This graph shows the good match between temperatures in the Yu Kosaka and Shang-Ping Xie model (in red) and measured temperatures (in black). Just accounting for human and solar climate influences doesn't reproduce the recent surface warming slowdown (in purple). Graphic: Kosaka and Xie, 2013

By Phil Plait
26 September 2013

(Slate) – As I predicted, with the advent of the Intergovernmental Panel on Climate Change report due tomorrow, the noise machine is out in full force.

Still, when I saw that James Delingpole had written yet another climate change denial piece for The Telegraph, I dithered. After all, in my opinion Delingpole is one of the noisiest of the deniers, saying whatever he can no matter how provocative, presumably to get a rise out of his readers. You can read all about his shenanigans at DeSmogBlog.

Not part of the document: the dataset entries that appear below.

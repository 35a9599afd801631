//! ECS integration: the dispatcher control loop as a `bevy_ecs` system.
//!
//! The [`Dispatcher`] and the world's [`ServiceArea`] both live in the ECS
//! `World` as resources. The scheduler hands the system exclusive access to
//! both, which serializes every board mutation.

use bevy_ecs::prelude::{Res, ResMut, Resource};
use tracing::warn;

use crate::area::ServiceArea;
use crate::dispatcher::{Dispatcher, TickSummary};

/// Result of the most recent dispatch pass. Optional; insert it to observe
/// ticks from outside the schedule.
#[derive(Debug, Clone, Copy, Default, Resource)]
pub struct LastDispatchTick(pub TickSummary);

/// Run condition: the board has at least one fare waiting for a taxi.
pub fn has_open_fares(dispatcher: Option<Res<Dispatcher>>) -> bool {
    dispatcher
        .map(|d| d.board().open_count() > 0)
        .unwrap_or(false)
}

pub fn dispatch_tick_system<A: ServiceArea + Resource>(
    mut dispatcher: ResMut<Dispatcher>,
    mut area: ResMut<A>,
    last: Option<ResMut<LastDispatchTick>>,
) {
    match dispatcher.on_tick(&mut *area) {
        Ok(summary) => {
            if let Some(mut last) = last {
                last.0 = summary;
            }
        }
        Err(err) => warn!(%err, "Dispatch tick skipped"),
    }
}
//! Dispatcher error type.
//!
//! Only lookup failures and bad configuration surface as errors. Unknown
//! bidders, thin fleets and impassable routes degrade to a default instead
//! (ignored bid, flat price, deferred allocation).

use thiserror::Error;

use crate::area::{Coord, TaxiId, WorldId};

#[derive(Debug, Error)]
pub enum DispatchError {
    #[error("node {0} is outside the service area")]
    UnknownNode(Coord),

    #[error("taxi {0} is not registered with this dispatcher")]
    UnknownTaxi(TaxiId),

    #[error("call from world {got} reached a dispatcher owned by world {expected}")]
    ForeignWorld { expected: WorldId, got: WorldId },

    #[error("configuration error: {0}")]
    Config(String),

    #[error("I/O error: {0}")]
    Io(#[from] std::io::Error),

    #[error("failed to parse configuration: {0}")]
    Json(#[from] serde_json::Error),
}

pub type DispatchResult<T> = Result<T, DispatchError>;
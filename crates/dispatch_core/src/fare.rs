use std::fmt;

use crate::area::{Coord, Tick};

/// Natural key of a fare. Ordering is origin, then destination, then call
/// time, so a sorted map of keys walks each route's fares oldest first.
#[derive(Debug, Clone, Copy, PartialEq, Eq, PartialOrd, Ord, Hash)]
pub struct FareKey {
    pub origin: Coord,
    pub destination: Coord,
    pub calltime: Tick,
}

impl FareKey {
    pub fn new(origin: Coord, destination: Coord, calltime: Tick) -> Self {
        Self {
            origin,
            destination,
            calltime,
        }
    }
}

impl fmt::Display for FareKey {
    fn fmt(&self, f: &mut fmt::Formatter<'_>) -> fmt::Result {
        write!(f, "{}->{}@{}", self.origin, self.destination, self.calltime)
    }
}

/// Where a fare sits in its lifecycle.
#[derive(Debug, Clone, Copy, PartialEq, Eq)]
pub enum FareStatus {
    Unpriced,
    Open,
    Assigned,
}

/// One fare on the board: identity plus allocation state.
#[derive(Debug, Clone, PartialEq, Eq)]
pub struct FareEntry {
    key: FareKey,
    /// `None` until the pricing pass has run for this fare.
    pub price: Option<u64>,
    /// Registry index of the taxi that won the fare.
    pub taxi: Option<usize>,
    bidders: Vec<usize>,
}

impl FareEntry {
    pub fn new(key: FareKey) -> Self {
        Self {
            key,
            price: None,
            taxi: None,
            bidders: Vec::new(),
        }
    }

    pub fn key(&self) -> FareKey {
        self.key
    }

    pub fn origin(&self) -> Coord {
        self.key.origin
    }

    pub fn destination(&self) -> Coord {
        self.key.destination
    }

    pub fn calltime(&self) -> Tick {
        self.key.calltime
    }

    pub fn status(&self) -> FareStatus {
        match (self.price, self.taxi) {
            (_, Some(_)) => FareStatus::Assigned,
            (None, None) => FareStatus::Unpriced,
            (Some(_), None) => FareStatus::Open,
        }
    }

    pub fn is_assigned(&self) -> bool {
        self.taxi.is_some()
    }

    /// Bidders in the order their bids arrived.
    pub fn bidders(&self) -> &[usize] {
        &self.bidders
    }

    /// Adds a bidder. A repeat bid from the same taxi keeps its first slot.
    pub fn add_bidder(&mut self, taxi_index: usize) -> bool {
        if self.bidders.contains(&taxi_index) {
            return false;
        }
        self.bidders.push(taxi_index);
        true
    }

    /// Ticks elapsed since the fare called in.
    pub fn age(&self, now: Tick) -> u64 {
        now.saturating_sub(self.key.calltime)
    }
}

#[cfg(test)]
mod tests {
    use super::*;

    fn key() -> FareKey {
        FareKey::new(Coord::new(0, 0), Coord::new(4, 0), 7)
    }

    #[test]
    fn status_walks_unpriced_open_assigned() {
        let mut fare = FareEntry::new(key());
        assert_eq!(fare.status(), FareStatus::Unpriced);
        fare.price = Some(42);
        assert_eq!(fare.status(), FareStatus::Open);
        fare.taxi = Some(0);
        assert_eq!(fare.status(), FareStatus::Assigned);
    }

    #[test]
    fn bidders_keep_arrival_order_without_duplicates() {
        let mut fare = FareEntry::new(key());
        assert!(fare.add_bidder(2));
        assert!(fare.add_bidder(0));
        assert!(!fare.add_bidder(2));
        assert_eq!(fare.bidders(), &[2, 0]);
    }

    #[test]
    fn keys_order_by_origin_destination_then_time() {
        let a = Coord::new(0, 0);
        let b = Coord::new(1, 0);
        let mut keys = vec![
            FareKey::new(b, a, 1),
            FareKey::new(a, b, 9),
            FareKey::new(a, b, 3),
            FareKey::new(a, a, 5),
        ];
        keys.sort();
        assert_eq!(
            keys,
            vec![
                FareKey::new(a, a, 5),
                FareKey::new(a, b, 3),
                FareKey::new(a, b, 9),
                FareKey::new(b, a, 1),
            ]
        );
    }

    #[test]
    fn age_saturates_before_calltime() {
        let fare = FareEntry::new(key());
        assert_eq!(fare.age(5), 0);
        assert_eq!(fare.age(11), 4);
    }
}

But The Telegraph is widely read, and Delingpole’s wrongness is the usual kind of stuff that will make the rounds of the deny-o-sphere, so I’ll stick my head in to the maelstrom momentarily.

The real meat of his column starts with this:

At the heart of the problem lie the computer models which, for 25 years, have formed the basis for the IPCC’s scaremongering: they predicted runaway global warming, when the real rise in temperatures has been much more modest. So modest, indeed, that it has fallen outside the lowest parameters of the IPCC’s prediction range. The computer models, in short, are bunk.

Actually, no. They didn’t predict “runaway” warming, they use models of the atmosphere checked against real measurements to make predictions of future temperatures. The warming predicted was steady and unsettling, but hardly “runaway”. Delingpole’s use of the term is a strawman.

Next, the real rise in temperatures has not fallen outside “the lowest parameters” (he means lowest range) of the predictions. Models use different input information to predict what temperatures will be like. Some have finer time resolution, some will have better modeling of various factors, some make different assumptions than others, and so they produce different (though generally very similar) outputs. When taken together, they provide a range of predictions, and while current land and sea surface temperatures are lower than the most likely prediction, they are still within the range of predictions the models have given.

It’s true that temperatures have flattened out over the past decade or so, but this doesn’t mean global warming has stopped, that we’re cooling, or the models need to be thrown out. Quite the opposite, which I’ll show in a moment.

And finally, no, the models aren’t “bunk”. In fact the models are doing a pretty good job of representing the physical nature of what’s going on. The real problem isn’t with the models, it’s with people interpreting them, or, more accurately, misinterpreting them. Again, I’ll cover this below. [more]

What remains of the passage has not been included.